Each egg hatches a grub-like wasp larva after two or three days. The larva eats the cicadas and grows for about 10 days. In the fall, the larva spins itself a case of silk and overwinters in a dormant state in the underground chamber until spring, when it transforms into an adult wasp. In late June, a new generation of cicada-killer wasps emerges from the ground. As adults, they feed on nectar and juice from their prey.
Cicada-killers are solitary wasps. Each female makes her own nest and provisions her own young. Many of these wasps may live near one another in the same area, forming colonies of more than 100 wasps. Look for their tunnels in sandy areas at the edges of sidewalks and patios, and in gardens, lawns, and flower beds. The entrance holes are about the size of a quarter, often with the dug-up soil just outside. Nearby there are usually trees where cicadas live.
Cicada-killers are just one kind of digger wasp. The different kinds specialize in storing different kinds of insects for their young. For example, American sand wasps (Bembix americana spinolae) catch flies for their young. Cricket wasps (Liris argentatus) hunt and paralyze crickets for their larvae. One kind of weevil wasp (Cerceris halone) collects acorn weevils. Another digger wasp (Psen erythropoda) specializes in hunting spittlebugs. And the list goes on.
What about the hapless cicadas? We hear them but rarely see them. If you’ve ever found a large, tan, empty insect “skin” (really an external skeleton) on a tree trunk or on the ground, you’ve found evidence of a cicada. There are many species of cicadas, but the common ones in the northeastern U.S. are known as dog-day cicadas (Tibicen canicularis). Their daytime buzzing song is one of our familiar sounds of summer in August and September, when the males sing to attract females. Their song also attracts other males, so lots of males end up singing together in the same tree. This loud buzzing chorus brings the silent females from far and wide.
After mating, the female cicadas make slits in tree twigs and lay eggs in them. The eggs hatch into immature wingless forms known as nymphs, which drop to the ground and tunnel down. There they feed on sap from tree roots and gradually mature underground for one year or more.
We’ve heard a lot this year about 17-year and 13-year cicadas, which mature underground for 17 years and 13 years, respectively, but the common dog-day cicadas that we hear in the “dog days” of summer mature in about 3 years. Some of them mature every year. They tunnel out, climb a tree, and shed their skin one last time, exiting through a split in the skin along the top.

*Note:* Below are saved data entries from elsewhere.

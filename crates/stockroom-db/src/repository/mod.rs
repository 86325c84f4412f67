//! # Repository Module
//!
//! Database repository implementations for Stockroom.
//!
//! ## Repository Pattern
//! ```text
//! ┌─────────────────────────────────────────────────────────────────────────┐
//! │                    Repository Pattern                                   │
//! │                                                                         │
//! │  Scan workflow (Catalog trait)        Station CLI                      │
//! │       │  lookup / create                   │  list / adjust / report    │
//! │       └──────────────┬─────────────────────┘                            │
//! │                      ▼                                                  │
//! │  ProductRepository                                                     │
//! │  ├── get_by_sku(&self, sku)                                            │
//! │  ├── insert(&self, product)                                            │
//! │  ├── list(&self, query)                                                │
//! │  └── low_stock(&self, threshold)                                       │
//! │                      │                                                  │
//! │                      │  SQL Query                                       │
//! │                      ▼                                                  │
//! │  SQLite Database                                                       │
//! └─────────────────────────────────────────────────────────────────────────┘
//! ```
//!
//! ## Available Repositories
//!
//! - [`ProductRepository`](product::ProductRepository) - Product CRUD, listing and reports

pub mod product;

How do cicadas make their distinctive sound? They have special sound organs on the underside of their body. Muscles vibrate a membrane that makes a clicking sound, which resonates in hollow portions of the cicada’s body. At about 400 clicks per second, the song sounds like a buzz to us.
Fortunately, cicada-killer wasps don’t get all of our cicadas. Enjoy the cicadas’ song and other insect songs of summer. Look for empty cicada skins and watch for cicada-killer wasps and their tunnels. Think of all the wasps that prey on insects, helping to keep them under control.
Many thanks to the readers who first called our attention to cicada-killer wasps several years ago!